5.7. Automatiser l’analyse de 3 échantillons#
Le script script_local_3.sh utilise une boucle pour automatiser l’analyse de plusieurs échantillons. Téléchargez-le avec la commande :
$ wget https://raw.githubusercontent.com/pierrepo/unix-tutorial/master/content/tuto2/script_local_3.sh
Ouvrez ce script avec l’éditeur de texte de JupyterLab (ou avec less dans un terminal). Observez la structure du script et essayez de comprendre son fonctionnement.
La ligne
set -euo pipefailtout au début du script va arrêter celui-ci :à la première erreur ;
si une variable n’est pas définie ;
si une erreur est rencontrée dans une commande avec un pipe (
|).
C’est une mesure de sécurité importante pour votre script. Si vous le souhaitez, vous pouvez lire l’article d’Aaron Maxwell à ce sujet : Use the Unofficial Bash Strict Mode (Unless You Looove Debugging)
Remarquez également la structure de la boucle qui va automatiser le traitement des 3 échantillons.
Prêtez également attention, à la toute dernière étape, en dehors de la boucle, qui normalise les comptages des transcrits entre tous les échantillons.
Supprimez les répertoires qui contiennent les résultats de l’analyse précédente :
$ rm -rf genome_index reads_qc reads_map counts
Lancez le script script_local_3.sh. Comme ce script va automatiser toute l’analyse, il va fonctionner pendant plus d’une heure.
$ bash script_local_3.sh
Vérifiez régulièrement votre terminal qu’aucune erreur n’apparaît. Une fois terminé, calculez le temps d’exécution du script 3 et reportez-le dans le carnet de bord.
Le fichier qui contient le comptage normalisé des transcrits est counts/genes.count_table.
5.8. Comparer les versions des logiciels utilisés dans Galaxy#
Warning
Ne réalisez cette partie qu’après avoir suivi le cours sur Galaxy.

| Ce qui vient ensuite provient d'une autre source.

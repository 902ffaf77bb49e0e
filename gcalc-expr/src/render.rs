//! Text output for expression trees.
//!
//! [`Expr::render`] produces the indented preorder dump used for diagnostics; the [`Display`]
//! implementation writes the expression in ordinary infix notation.
//!
//! [`Display`]: std::fmt::Display

use crate::expr::Expr;
use std::fmt::{self, Display, Formatter};

/// The marker written once per indentation level by [`Expr::render`].
pub const INDENT: &str = "\t";

impl Expr {
    /// Returns the label printed for this node by [`Expr::render`].
    pub fn label(&self) -> String {
        match self {
            Self::Literal(value) => {
                // `Display` never switches to exponent notation, unlike `Debug`
                let mut label = value.to_string();
                if value.is_finite() && !label.contains('.') {
                    label.push_str(".0");
                }
                label
            },
            Self::Variable => "x".to_string(),
            Self::Sum { op, .. } => op.symbol().to_string(),
            Self::Product { op, .. } => op.symbol().to_string(),
            Self::Power { .. } => "^".to_string(),
            Self::Log(_) => "log".to_string(),
            Self::Paren(_) => "()".to_string(),
        }
    }

    /// Renders the tree as a multi-line preorder dump, one node per line.
    ///
    /// Each line holds `indent_level` copies of [`INDENT`], then the node's [label](Self::label),
    /// then a newline. Children follow their parent, one level deeper. For example, `x + 1`
    /// rendered at level 0 is:
    ///
    /// ```text
    /// +
    /// 	x
    /// 	1.0
    /// ```
    ///
    /// The output is meant for people reading it; it cannot be parsed back into a tree.
    pub fn render(&self, indent_level: usize) -> String {
        let mut out = String::new();
        self.render_into(indent_level, &mut out);
        out
    }

    fn render_into(&self, indent_level: usize, out: &mut String) {
        out.push_str(&INDENT.repeat(indent_level));
        out.push_str(&self.label());
        out.push('\n');
        for child in self.children() {
            child.render_into(indent_level + 1, out);
        }
    }

    /// Binding strength of the node when written in infix notation. Higher binds tighter.
    fn precedence(&self) -> u8 {
        match self {
            Self::Sum { .. } => 1,
            Self::Product { .. } => 2,
            Self::Power { .. } => 3,
            Self::Literal(_) | Self::Variable | Self::Log(_) | Self::Paren(_) => 4,
        }
    }
}

/// Writes `expr`, wrapped in parentheses if `wrap` is true.
fn fmt_operand(f: &mut Formatter, expr: &Expr, wrap: bool) -> fmt::Result {
    if wrap {
        write!(f, "({})", expr)
    } else {
        write!(f, "{}", expr)
    }
}

impl Display for Expr {
    fn fmt(&self, f: &mut Formatter) -> fmt::Result {
        let precedence = self.precedence();
        match self {
            Self::Literal(value) => write!(f, "{}", value),
            Self::Variable => write!(f, "x"),
            Self::Sum { lhs, op, rhs } => {
                fmt_operand(f, lhs, lhs.precedence() < precedence)?;
                write!(f, " {} ", op.symbol())?;
                fmt_operand(f, rhs, rhs.precedence() <= precedence)
            },
            Self::Product { lhs, op, rhs } => {
                fmt_operand(f, lhs, lhs.precedence() < precedence)?;
                write!(f, " {} ", op.symbol())?;
                fmt_operand(f, rhs, rhs.precedence() <= precedence)
            },
            Self::Power { base, exp } => {
                // `-2^x` would read as `-(2^x)`
                let negative_base = matches!(**base, Self::Literal(value) if value.is_sign_negative());
                fmt_operand(f, base, negative_base || base.precedence() <= precedence)?;
                write!(f, "^")?;
                fmt_operand(f, exp, exp.precedence() < precedence)
            },
            Self::Log(arg) => match arg.as_ref() {
                Self::Paren(_) => write!(f, "log{}", arg),
                _ => write!(f, "log({})", arg),
            },
            Self::Paren(inner) => write!(f, "({})", inner),
        }
    }
}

Connectez-vous maintenant à votre compte sur Galaxy. Essayez de retrouver les versions des logiciels que vous avez utilisés (FastQC, STAR, samtools, HTSeq, Cufflinks).
Pour ce faire, dans votre History, cliquez sur le nom d’un résultat d’analyse, puis cliquez sur le petit i entouré (ℹ️) et lisez les informations de la section Job Dependencies.
Comparez les versions des logiciels disponibles dans Galaxy avec celles que vous avez utilisés sur le cluster.
Comment utilisez-vous la version particulière d’un outil dans Galaxy ?
5.9. Conclusion#
Vous avez automatisé votre analyse RNA-seq en regroupant les différentes étapes dans un script Bash. Vous avez également utilisé plusieurs coeurs pour accélérer autant que possible l’analyse. Enfin, vous avez automatisé l’analyse de plusieurs échantillons dans un même script.
Ce n’est pas encore complètement satisfaisant. En effet, il vous faudrait près de 12 heures de calcul pour analyser les 50 échantillons.
Quelles autres pistes pourriez-vous explorer pour réduire le temps de calcul ?
Nous en discuterons lors de la prochaine session…
5.10. Bonus : agréger les données produites par HTSeq-count#
Si vous analysez plusieurs échantillons, vous souhaiterez peut-être agréger tous les fichiers produits par HTSeq-count.
Le script script_aggregate_htseqcount.sh utilise une boucle pour automatiser l’analyse de plusieurs échantillons.
Vérifiez que vous êtes bien dans le répertoire /shared/projects/2501_duo/$USER/rnaseq.
Téléchargez le script avec la commande :
$ wget https://raw.githubusercontent.com/pierrepo/unix-tutorial/master/content/tuto2/script_aggregate_htseqcount.sh
Lancez le script script_aggregate_htseqcount.sh. Comme ce script va automatiser toute l’analyse, il va fonctionner pendant plus d’une heure.
$ bash script_aggregate_htseqcount.sh
Les comptages agrégés se trouvent dans le fichier count_all_clean.txt.